WHAT THE TASK REQUIRES
Among the entries below, please repeat exactly and only the lines from the line containing "listing: no cards" to the line containing "match build_record(card, &adapter.fields, &mut", both lines included.

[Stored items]
// ABOUTME: Relevance annotation for extracted tenders: keyword hits, country mention, document type.
// ABOUTME: Works on any Record by scanning its present values; never changes the extraction result.

use std::fmt;

use once_cell::sync::Lazy;
use regex::Regex;
use serde::Serialize;

use crate::pipeline::ExtractionResult;
use crate::record::Record;

/// Evaluation and study terms consultancy notices are screened for.
pub const DEFAULT_KEYWORDS: &[&str] = &[
    "Baseline",
    "Mid-term",
    "Midline",
    "Endline",
    "Final Evaluation",
    "Impact Evaluation",
    "Studies",
    "Assessment",
    "Research",
    "Study",
    "Monitoring",
    "Consultancy firm",
];

pub const DEFAULT_COUNTRY: &str = "Bangladesh";

static TOR_RE: Lazy<Regex> =
    Lazy::new(|| Regex::new(r"(?i)\b(terms of reference|tor)\b").unwrap());
static RFP_RE: Lazy<Regex> =
    Lazy::new(|| Regex::new(r"(?i)\b(request for proposals?|rfp)\b").unwrap());
static EOI_RE: Lazy<Regex> =
    Lazy::new(|| Regex::new(r"(?i)\b(expressions? of interest|eoi)\b").unwrap());
static RFQ_RE: Lazy<Regex> =
    Lazy::new(|| Regex::new(r"(?i)\b(request for quotations?|rfq)\b").unwrap());

/// Procurement document kind named in a notice.
#[derive(Debug, Clone, Copy, PartialEq, Eq, Serialize)]
pub enum DocumentType {
    #[serde(rename = "ToR")]
    Tor,
    #[serde(rename = "RFP")]
    Rfp,
    #[serde(rename = "EOI")]
    Eoi,
    #[serde(rename = "RFQ")]
    Rfq,
    Other,
}

impl fmt::Display for DocumentType {
    fn fmt(&self, f: &mut fmt::Formatter<'_>) -> fmt::Result {
        let s = match self {
            DocumentType::Tor => "ToR",
            DocumentType::Rfp => "RFP",
            DocumentType::Eoi => "EOI",
            DocumentType::Rfq => "RFQ",
            DocumentType::Other => "Other",
        };
        write!(f, "{}", s)
    }
}

/// Classifies `text`; the first kind found in ToR, RFP, EOI, RFQ order wins.
pub fn classify_document(text: &str) -> DocumentType {
    if TOR_RE.is_match(text) {
        DocumentType::Tor
    } else if RFP_RE.is_match(text) {
        DocumentType::Rfp
    } else if EOI_RE.is_match(text) {
        DocumentType::Eoi
    } else if RFQ_RE.is_match(text) {
        DocumentType::Rfq
    } else {
        DocumentType::Other
    }
}

/// Outcome of screening one record.
#[derive(Debug, Clone, PartialEq, Eq, Serialize)]
pub struct Relevance {
    pub matched_keywords: Vec<String>,
    pub mentions_country: bool,
    pub document_type: DocumentType,
}

/// Keyword and country screen. Matching is case-insensitive on word boundaries.
#[derive(Debug, Clone)]
pub struct RelevanceFilter {
    keywords: Vec<(String, Regex)>,
    country: Option<(String, Regex)>,
}

fn word_regex(term: &str) -> Result<Regex, regex::Error> {
    Regex::new(&format!(r"(?i)\b{}\b", regex::escape(term.trim())))
}

impl RelevanceFilter {
    /// `country: None` disables the country requirement.
    pub fn new<S: AsRef<str>>(keywords: &[S], country: Option<&str>) -> Result<Self, regex::Error> {
        let keywords = keywords
            .iter()
            .map(|k| k.as_ref())
            .filter(|k| !k.trim().is_empty())
            .map(|k| Ok((k.to_string(), word_regex(k)?)))
            .collect::<Result<Vec<_>, regex::Error>>()?;
        let country = match country {
            Some(c) if !c.trim().is_empty() => Some((c.to_string(), word_regex(c)?)),
            _ => None,
        };
        Ok(Self { keywords, country })
    }

    pub fn assess(&self, record: &Record) -> Relevance {
        let text = record.values().collect::<Vec<_>>().join(" ");
        let matched_keywords = self
            .keywords
            .iter()
            .filter(|(_, re)| re.is_match(&text))
            .map(|(k, _)| k.clone())
            .collect();
        let mentions_country = self
            .country
            .as_ref()
            .map(|(_, re)| re.is_match(&text))
            .unwrap_or(true);
        Relevance {
            matched_keywords,
            mentions_country,
            document_type: classify_document(&text),
        }
    }

    /// At least one keyword, and the country if one is configured.
    pub fn is_relevant(&self, relevance: &Relevance) -> bool {
        !relevance.matched_keywords.is_empty() && relevance.mentions_country
    }

    /// A copy of `result` keeping only relevant records, each annotated with
    /// `document_type` and `keywords` fields. `card_count` and warnings are kept.
    pub fn filter(&self, result: &ExtractionResult) -> ExtractionResult {
        let records = result
            .records
            .iter()
            .filter_map(|record| {
                let relevance = self.assess(record);
                if !self.is_relevant(&relevance) {
                    return None;
                }
                Some(
                    record
                        .clone()
                        .with_field("document_type", Some(relevance.document_type.to_string()))
                        .with_field("keywords", Some(relevance.matched_keywords.join(", "))),
                )
            })
            .collect();
        ExtractionResult {
            source_name: result.source_name.clone(),
            records,
            card_count: result.card_count,
            warnings: result.warnings.clone(),
        }
    }
}

impl Default for RelevanceFilter {
    fn default() -> Self {
        Self {
            keywords: DEFAULT_KEYWORDS
                .iter()
                .map(|k| (k.to_string(), word_regex(k).unwrap()))
                .collect(),
            country: Some((DEFAULT_COUNTRY.to_string(), word_regex(DEFAULT_COUNTRY).unwrap())),
        }
    }
}
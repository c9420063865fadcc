// ABOUTME: The extraction pipeline: parse, scope to the container, enumerate cards, build records.
// ABOUTME: Fatal problems return HarvestError; per-card problems become warnings on the result.

use anyhow::anyhow;
use scraper::{ElementRef, Html};
use serde::Serialize;

use crate::adapter::SourceAdapter;
use crate::error::HarvestError;
use crate::field::FieldContext;
use crate::record::{build_record, Record};

/// Everything one run over one page produced.
#[derive(Debug, Clone, PartialEq, Eq, Serialize)]
pub struct ExtractionResult {
    pub source_name: String,
    pub records: Vec<Record>,
    /// Number of card nodes located, including cards later skipped.
    pub card_count: usize,
    pub warnings: Vec<String>,
}

impl ExtractionResult {
    pub fn is_empty(&self) -> bool {
        self.records.is_empty()
    }
}

/// Builds the document tree.
///
/// html5ever recovers from nearly any markup, so the only input treated as
/// unparsable is one with no markup at all.
pub fn parse_document(html: &str, source_name: &str) -> Result<Html, HarvestError> {
    if html.trim().is_empty() {
        return Err(HarvestError::parse(
            source_name,
            "Parse",
            Some(anyhow!("document is empty")),
        ));
    }
    Ok(Html::parse_document(html))
}

/// Runs `adapter` over `html`.
pub fn run(html: &str, adapter: &SourceAdapter) -> Result<ExtractionResult, HarvestError> {
    let document = parse_document(html, &adapter.name)?;
    tracing::debug!(source = %adapter.name, bytes = html.len(), "parsed document");
    extract_document(&document, adapter)
}

/// Runs `adapter` over an already parsed document.
pub fn extract_document(
    document: &Html,
    adapter: &SourceAdapter,
) -> Result<ExtractionResult, HarvestError> {
    let root = document.root_element();

    let scope: ElementRef<'_> = match &adapter.container {
        Some(container) => root.select(container).next().ok_or_else(|| {
            HarvestError::container_not_found(
                &adapter.name,
                "Scope",
                Some(anyhow!(
                    "no element matches `{}`",
                    adapter.container_css.as_deref().unwrap_or_default()
                )),
            )
        })?,
        None => root,
    };

    let cards: Vec<ElementRef<'_>> = scope.select(&adapter.cards).collect();
    let card_count = cards.len();
    tracing::debug!(source = %adapter.name, cards = card_count, "enumerated cards");

    let mut records = Vec::with_capacity(card_count);
    let mut warnings = Vec::new();

    if cards.is_empty() {
        let note = format!(
            "empty listing: no cards match `{}`",
            adapter.card_css
        );
        tracing::warn!(source = %adapter.name, "{}", note);
        warnings.push(note);
    }

    for (i, card) in cards.into_iter().enumerate() {
        let mut ctx = FieldContext {
            base_url: &adapter.base_url,
            card_index: i + 1,
            warnings: &mut warnings,
        };
        match build_record(card, &adapter.fields, &mut ctx) {
            Ok(record) => records.push(record),
            Err(missing) => ctx.warn(format!("{}; card skipped", missing)),
        }
    }

    tracing::info!(
        source = %adapter.name,
        cards = card_count,
        records = records.len(),
        warnings = warnings.len(),
        "extraction finished"
    );

    Ok(ExtractionResult {
        source_name: adapter.name.clone(),
        records,
        card_count,
        warnings,
    })
}

#[cfg(test)]
mod tests {
    use super::*;
    use pretty_assertions::assert_eq;

    fn adapter() -> SourceAdapter {
        SourceAdapter::builder("test", "https://tenders.example.org/list/")
            .container("#main-content")
            .cards(".item")
            .text("title", "h3 a")
            .required()
            .url("link", "h3 a", "href")
            .text("likes", ".sl-count")
            .build()
            .unwrap()
    }

    #[test]
    fn blank_html_is_fatal_parse_error() {
        let err = run("  \n ", &adapter()).unwrap_err();
        assert!(err.is_parse());
        assert_eq!(err.stage, "Parse");
        assert_eq!(err.source_name, "test");
    }

    #[test]
    fn missing_container_is_fatal() {
        let err = run("<html><body><div class='item'></div></body></html>", &adapter()).unwrap_err();
        assert!(err.is_container_not_found());
        assert!(err.to_string().contains("#main-content"));
    }

    #[test]
    fn cards_outside_container_are_ignored() {
        let html = r#"
            <div class="item"><h3><a href="/x">outside</a></h3></div>
            <div id="main-content">
                <div class="item"><h3><a href="/t/1">inside</a></h3></div>
            </div>"#;
        let result = run(html, &adapter()).unwrap();
        assert_eq!(result.card_count, 1);
        assert_eq!(result.records[0].get("title"), Some("inside"));
        assert_eq!(
            result.records[0].get("link"),
            Some("https://tenders.example.org/t/1")
        );
    }

    #[test]
    fn empty_listing_warns_once() {
        let result = run("<div id='main-content'><p>No tenders</p></div>", &adapter()).unwrap();
        assert_eq!(result.records, vec![]);
        assert_eq!(result.card_count, 0);
        assert_eq!(result.warnings.len(), 1);
        assert!(result.warnings[0].contains("empty listing"));
    }

    #[test]
    fn no_container_uses_whole_document() {
        let adapter = SourceAdapter::builder("flat", "https://a.b/")
            .cards("li")
            .text("name", "span")
            .build()
            .unwrap();
        let result = run("<ul><li><span>a</span></li><li></li></ul>", &adapter).unwrap();
        assert_eq!(result.card_count, 2);
        assert_eq!(result.records.len(), 2);
        assert!(result.records[1].is_blank());
        assert!(result.warnings.is_empty());
    }
}
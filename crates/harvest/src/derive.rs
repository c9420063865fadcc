// ABOUTME: Named derived-value functions that source configuration files can refer to by name.
// ABOUTME: Covers positional access (nth match), parent text and an element's own text.

use anyhow::{anyhow, bail};
use scraper::{ElementRef, Node};

use crate::field::{element_text, normalize_whitespace};
use crate::rules::{DeriveInput, Derived};

/// Names accepted by [`lookup`].
pub const DERIVATIONS: &[&str] = &["nth_text", "parent_text", "own_text"];

/// Builds the named derivation.
///
/// - `nth_text` (needs `index`, 0-based): text of the nth element in the card
///   matching the rule's selector. `None` when the card has fewer matches.
/// - `parent_text`: text of the matched element's parent.
/// - `own_text`: text nodes directly inside the matched element, skipping
///   nested elements.
pub fn lookup(name: &str, index: Option<usize>) -> anyhow::Result<Derived> {
    match name {
        "nth_text" => {
            let index = index.ok_or_else(|| anyhow!("`nth_text` needs an `index`"))?;
            Ok(nth_text(index))
        }
        "parent_text" => Ok(Derived::new("parent_text", parent_text)),
        "own_text" => Ok(Derived::new("own_text", own_text)),
        other => bail!(
            "unknown derivation `{}` (expected one of: {})",
            other,
            DERIVATIONS.join(", ")
        ),
    }
}

/// Text of the `index`-th match (0-based) of the rule's selector within the card.
pub fn nth_text(index: usize) -> Derived {
    Derived::new(format!("nth_text[{}]", index), move |input| {
        Ok(input
            .card
            .select(input.selector)
            .nth(index)
            .map(element_text))
    })
}

fn parent_text(input: &DeriveInput<'_>) -> anyhow::Result<Option<String>> {
    Ok(input
        .matched
        .parent()
        .and_then(ElementRef::wrap)
        .map(element_text))
}

fn own_text(input: &DeriveInput<'_>) -> anyhow::Result<Option<String>> {
    let text: String = input
        .matched
        .children()
        .filter_map(|child| match child.value() {
            Node::Text(t) => Some(&**t),
            _ => None,
        })
        .collect::<Vec<_>>()
        .join(" ");
    Ok(Some(normalize_whitespace(&text)))
}
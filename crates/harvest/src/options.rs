// ABOUTME: Configuration options for the Harvester and the HarvesterBuilder fluent API.
// ABOUTME: Defaults follow the listing sites' expectations: browser User-Agent and a 30 second timeout.

use std::collections::HashMap;
use std::time::Duration;

use crate::client::Harvester;
use crate::error::HarvestError;
use crate::sources::SourceRegistry;

/// User-Agent sent when none is configured.
pub const DEFAULT_USER_AGENT: &str = "Mozilla/5.0 (Windows NT 10.0; Win64; x64)";

/// Configuration options for the Harvester.
#[derive(Debug, Clone)]
pub struct Options {
    pub timeout: Duration,
    pub user_agent: String,
    pub headers: HashMap<String, String>,
    pub accept_non_success: bool,
    pub http_client: Option<reqwest::Client>,
    pub registry: Option<SourceRegistry>,
}

impl Default for Options {
    fn default() -> Self {
        Self {
            timeout: Duration::from_secs(30),
            user_agent: DEFAULT_USER_AGENT.to_string(),
            headers: HashMap::new(),
            accept_non_success: false,
            http_client: None,
            registry: None,
        }
    }
}

/// Builder for constructing Harvester instances with custom configuration.
#[derive(Debug, Clone, Default)]
pub struct HarvesterBuilder {
    opts: Options,
}

impl HarvesterBuilder {
    /// Create a new HarvesterBuilder with default options.
    pub fn new() -> Self {
        Self::default()
    }

    /// Set the request timeout.
    pub fn timeout(mut self, timeout: Duration) -> Self {
        self.opts.timeout = timeout;
        self
    }

    /// Set the User-Agent header.
    pub fn user_agent(mut self, user_agent: impl Into<String>) -> Self {
        self.opts.user_agent = user_agent.into();
        self
    }

    /// Add a custom header to all requests.
    pub fn header(mut self, key: impl Into<String>, value: impl Into<String>) -> Self {
        self.opts.headers.insert(key.into(), value.into());
        self
    }

    /// Extract from non-2xx pages instead of failing the source.
    pub fn accept_non_success(mut self, accept: bool) -> Self {
        self.opts.accept_non_success = accept;
        self
    }

    /// Use a custom HTTP client. Timeout and User-Agent options are then ignored.
    pub fn http_client(mut self, client: reqwest::Client) -> Self {
        self.opts.http_client = Some(client);
        self
    }

    /// Set the source registry. Defaults to the built-in sources.
    pub fn registry(mut self, reg: SourceRegistry) -> Self {
        self.opts.registry = Some(reg);
        self
    }

    /// Build the Harvester with the configured options.
    pub fn build(self) -> Result<Harvester, HarvestError> {
        Harvester::new(self.opts)
    }
}
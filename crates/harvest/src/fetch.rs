// ABOUTME: HTTP transport for listing pages: GET with browser headers, size cap and charset decoding.
// ABOUTME: Any failure here is fatal for that one source and surfaces before extraction starts.

use std::collections::HashMap;

use bytes::Bytes;

use crate::error::HarvestError;

/// Maximum allowed content length (10 MB).
pub const MAX_CONTENT_LENGTH: usize = 10 * 1024 * 1024;

const STAGE: &str = "Fetch";

/// Options for fetching a page.
#[derive(Debug, Clone, Default)]
pub struct FetchOptions {
    pub headers: HashMap<String, String>,
    /// Treat non-2xx responses as pages rather than errors.
    pub accept_non_success: bool,
}

/// Result of a successful fetch.
#[derive(Debug, Clone)]
pub struct FetchResult {
    pub status: u16,
    pub url: String,
    pub final_url: String,
    pub content_type: Option<String>,
    pub body: Bytes,
}

impl FetchResult {
    /// Decode the body as UTF-8 text, using the charset from the content-type header if any.
    pub fn text_utf8(&self) -> String {
        decode_body(&self.body, self.content_type.as_deref())
    }
}

/// Decode body bytes using the charset from content-type, or detection.
fn decode_body(body: &[u8], content_type: Option<&str>) -> String {
    if let Some(ct) = content_type {
        if let Some(charset) = extract_charset(ct) {
            if let Some(encoding) = encoding_rs::Encoding::for_label(charset.as_bytes()) {
                let (decoded, _, _) = encoding.decode(body);
                return decoded.into_owned();
            }
        }
    }

    let mut detector = chardetng::EncodingDetector::new();
    detector.feed(body, true);
    let encoding = detector.guess(None, true);
    let (decoded, _, _) = encoding.decode(body);
    decoded.into_owned()
}

/// Extract the charset value from a Content-Type header.
fn extract_charset(content_type: &str) -> Option<String> {
    let lower = content_type.to_lowercase();
    for part in lower.split(';') {
        let trimmed = part.trim();
        if let Some(charset) = trimmed.strip_prefix("charset=") {
            let charset = charset.trim_matches('"').trim_matches('\'');
            return Some(charset.to_string());
        }
    }
    None
}

fn request_error(source_name: &str, url: &str, e: reqwest::Error) -> HarvestError {
    if e.is_timeout() {
        HarvestError::timeout(
            source_name,
            STAGE,
            Some(anyhow::anyhow!("request to {} timed out", url)),
        )
    } else {
        HarvestError::fetch(
            source_name,
            STAGE,
            Some(anyhow::anyhow!("request to {} failed: {}", url, e)),
        )
    }
}

/// Fetch the page at `url` for the source `source_name`.
///
/// Timeouts and the User-Agent are configured on `client`.
pub async fn fetch(
    client: &reqwest::Client,
    source_name: &str,
    url: &str,
    opts: &FetchOptions,
) -> Result<FetchResult, HarvestError> {
    let parsed_url = url::Url::parse(url).map_err(|e| {
        HarvestError::invalid_url(
            source_name,
            STAGE,
            Some(anyhow::anyhow!("`{}`: {}", url, e)),
        )
    })?;

    let scheme = parsed_url.scheme();
    if scheme != "http" && scheme != "https" {
        return Err(HarvestError::invalid_url(
            source_name,
            STAGE,
            Some(anyhow::anyhow!("scheme must be http or https, got `{}`", scheme)),
        ));
    }

    let mut request = client.get(parsed_url);
    for (key, value) in &opts.headers {
        request = request.header(key, value);
    }

    tracing::debug!(source = source_name, url, "fetching");
    let response = request
        .send()
        .await
        .map_err(|e| request_error(source_name, url, e))?;

    let content_length = response.content_length().or_else(|| {
        response
            .headers()
            .get("content-length")
            .and_then(|v| v.to_str().ok())
            .and_then(|s| s.parse::<u64>().ok())
    });
    if let Some(len) = content_length {
        if len as usize > MAX_CONTENT_LENGTH {
            return Err(HarvestError::fetch(
                source_name,
                STAGE,
                Some(anyhow::anyhow!("content too large")),
            ));
        }
    }

    let status = response.status();
    let final_url = response.url().to_string();
    let content_type = response
        .headers()
        .get("content-type")
        .and_then(|v| v.to_str().ok())
        .map(|s| s.to_lowercase());

    if !status.is_success() && !opts.accept_non_success {
        return Err(HarvestError::fetch(
            source_name,
            STAGE,
            Some(anyhow::anyhow!("HTTP status {} from {}", status.as_u16(), url)),
        ));
    }

    let body = response
        .bytes()
        .await
        .map_err(|e| request_error(source_name, url, e))?;

    if body.len() > MAX_CONTENT_LENGTH {
        return Err(HarvestError::fetch(
            source_name,
            STAGE,
            Some(anyhow::anyhow!("content too large")),
        ));
    }

    tracing::debug!(source = source_name, status = status.as_u16(), bytes = body.len(), "fetched");

    Ok(FetchResult {
        status: status.as_u16(),
        url: url.to_string(),
        final_url,
        content_type,
        body,
    })
}
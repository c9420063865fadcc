// ABOUTME: Error types for tender-harvest including the ErrorCode enum and HarvestError struct.
// ABOUTME: Fatal errors abort one source; MissingRequiredField is the per-card recoverable signal.

use std::fmt;

/// Error codes representing the categories of fatal, per-source failures.
#[derive(Debug, Clone, Copy, PartialEq, Eq)]
pub enum ErrorCode {
    InvalidUrl,
    Fetch,
    Timeout,
    Parse,
    ContainerNotFound,
    InvalidSelector,
    Config,
}

impl fmt::Display for ErrorCode {
    fn fmt(&self, f: &mut fmt::Formatter<'_>) -> fmt::Result {
        let s = match self {
            ErrorCode::InvalidUrl => "invalid URL",
            ErrorCode::Fetch => "fetch error",
            ErrorCode::Timeout => "timeout",
            ErrorCode::Parse => "unparsable document",
            ErrorCode::ContainerNotFound => "container not found",
            ErrorCode::InvalidSelector => "invalid selector",
            ErrorCode::Config => "configuration error",
        };
        write!(f, "{}", s)
    }
}

/// A fatal error for one source. Carries the source name and the stage reached
/// so a multi-source batch can log it and move on.
#[derive(Debug, thiserror::Error)]
pub struct HarvestError {
    pub code: ErrorCode,
    pub source_name: String,
    pub stage: String,
    #[source]
    pub source: Option<anyhow::Error>,
}

impl fmt::Display for HarvestError {
    fn fmt(&self, f: &mut fmt::Formatter<'_>) -> fmt::Result {
        write!(f, "{} [{}]: {}", self.source_name, self.stage, self.code)?;
        if let Some(ref src) = self.source {
            write!(f, ": {:#}", src)?;
        }
        Ok(())
    }
}

impl HarvestError {
    fn new(
        code: ErrorCode,
        source_name: impl Into<String>,
        stage: impl Into<String>,
        source: Option<anyhow::Error>,
    ) -> Self {
        Self {
            code,
            source_name: source_name.into(),
            stage: stage.into(),
            source,
        }
    }

    /// Create an InvalidUrl error.
    pub fn invalid_url(
        source_name: impl Into<String>,
        stage: impl Into<String>,
        source: Option<anyhow::Error>,
    ) -> Self {
        Self::new(ErrorCode::InvalidUrl, source_name, stage, source)
    }

    /// Create a Fetch error.
    pub fn fetch(
        source_name: impl Into<String>,
        stage: impl Into<String>,
        source: Option<anyhow::Error>,
    ) -> Self {
        Self::new(ErrorCode::Fetch, source_name, stage, source)
    }

    /// Create a Timeout error.
    pub fn timeout(
        source_name: impl Into<String>,
        stage: impl Into<String>,
        source: Option<anyhow::Error>,
    ) -> Self {
        Self::new(ErrorCode::Timeout, source_name, stage, source)
    }

    /// Create a Parse error.
    pub fn parse(
        source_name: impl Into<String>,
        stage: impl Into<String>,
        source: Option<anyhow::Error>,
    ) -> Self {
        Self::new(ErrorCode::Parse, source_name, stage, source)
    }

    /// Create a ContainerNotFound error.
    pub fn container_not_found(
        source_name: impl Into<String>,
        stage: impl Into<String>,
        source: Option<anyhow::Error>,
    ) -> Self {
        Self::new(ErrorCode::ContainerNotFound, source_name, stage, source)
    }

    /// Create an InvalidSelector error.
    pub fn invalid_selector(
        source_name: impl Into<String>,
        stage: impl Into<String>,
        source: Option<anyhow::Error>,
    ) -> Self {
        Self::new(ErrorCode::InvalidSelector, source_name, stage, source)
    }

    /// Create a Config error.
    pub fn config(
        source_name: impl Into<String>,
        stage: impl Into<String>,
        source: Option<anyhow::Error>,
    ) -> Self {
        Self::new(ErrorCode::Config, source_name, stage, source)
    }

    /// Returns true if this is a Timeout error.
    pub fn is_timeout(&self) -> bool {
        self.code == ErrorCode::Timeout
    }

    /// Returns true if this is a Fetch error.
    pub fn is_fetch(&self) -> bool {
        self.code == ErrorCode::Fetch
    }

    /// Returns true if this is an InvalidUrl error.
    pub fn is_invalid_url(&self) -> bool {
        self.code == ErrorCode::InvalidUrl
    }

    /// Returns true if this is a Parse error.
    pub fn is_parse(&self) -> bool {
        self.code == ErrorCode::Parse
    }

    /// Returns true if this is a ContainerNotFound error.
    pub fn is_container_not_found(&self) -> bool {
        self.code == ErrorCode::ContainerNotFound
    }

    /// Returns true if this is an InvalidSelector error.
    pub fn is_invalid_selector(&self) -> bool {
        self.code == ErrorCode::InvalidSelector
    }

    /// Returns true if this is a Config error.
    pub fn is_config(&self) -> bool {
        self.code == ErrorCode::Config
    }
}

/// A required field resolved to nothing on one card. Card indices are 1-based.
#[derive(Debug, Clone, PartialEq, Eq, thiserror::Error)]
#[error("card {card_index}: required field `{field}` missing")]
pub struct MissingRequiredField {
    pub card_index: usize,
    pub field: String,
}

#[cfg(test)]
mod tests {
    use super::*;

    #[test]
    fn display_includes_source_stage_and_cause() {
        let err = HarvestError::container_not_found(
            "care",
            "Scope",
            Some(anyhow::anyhow!("no match for `div#project1`")),
        );
        assert_eq!(
            err.to_string(),
            "care [Scope]: container not found: no match for `div#project1`"
        );
        assert!(err.is_container_not_found());
        assert!(!err.is_parse());
    }

    #[test]
    fn display_without_cause() {
        let err = HarvestError::parse("pksf", "Parse", None);
        assert_eq!(err.to_string(), "pksf [Parse]: unparsable document");
    }

    #[test]
    fn missing_required_field_message() {
        let err = MissingRequiredField {
            card_index: 2,
            field: "title".to_string(),
        };
        assert_eq!(err.to_string(), "card 2: required field `title` missing");
    }
}
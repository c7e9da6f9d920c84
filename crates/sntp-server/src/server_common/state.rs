// Copyright 2026 U.S. Federal Government (in countries where recognized)
// SPDX-License-Identifier: Apache-2.0

use sntp_proto::protocol::{LeapIndicator, Stratum, Version};

/// Server-wide header values copied into every reply.
///
/// These can be updated at runtime (e.g. to announce a leap second) by
/// obtaining a write lock on the `Arc<RwLock<ServerSystemState>>` returned by
/// [`SntpServer::system_state()`](crate::server::SntpServer::system_state).
#[derive(Clone, Debug, PartialEq)]
pub struct ServerSystemState {
    /// Leap indicator warning of impending leap second.
    pub leap_indicator: LeapIndicator,
    /// Protocol version announced in replies.
    pub version: Version,
    /// Stratum level of this server.
    pub stratum: Stratum,
    /// Poll exponent announced in replies, in log2 seconds.
    pub poll: u8,
    /// Precision of the server's clock, in log2 seconds (e.g., -18 ≈ 4μs).
    pub precision: i8,
    /// Total round-trip delay to the primary reference source, in seconds.
    pub root_delay: f64,
    /// Total dispersion to the primary reference source, in seconds.
    pub root_dispersion: f64,
    /// Opaque reference clock identifier.
    pub reference_id: [u8; 4],
}

impl Default for ServerSystemState {
    fn default() -> Self {
        ServerSystemState {
            leap_indicator: LeapIndicator::NoCorrection,
            version: Version::V4,
            stratum: Stratum::PRIMARY,
            poll: 4,
            precision: -18,
            root_delay: 0.0,
            root_dispersion: 0.0,
            reference_id: [0; 4],
        }
    }
}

RESULT FOR THIS EXERCISE
            "empty listing: no cards match `{}`",
            adapter.card_css
        );
        tracing::warn!(source = %adapter.name, "{}", note);
        warnings.push(note);
    }

    for (i, card) in cards.into_iter().enumerate() {
        let mut ctx = FieldContext {
            base_url: &adapter.base_url,
            card_index: i + 1,
            warnings: &mut warnings,
        };
        match build_record(card, &adapter.fields, &mut ctx) {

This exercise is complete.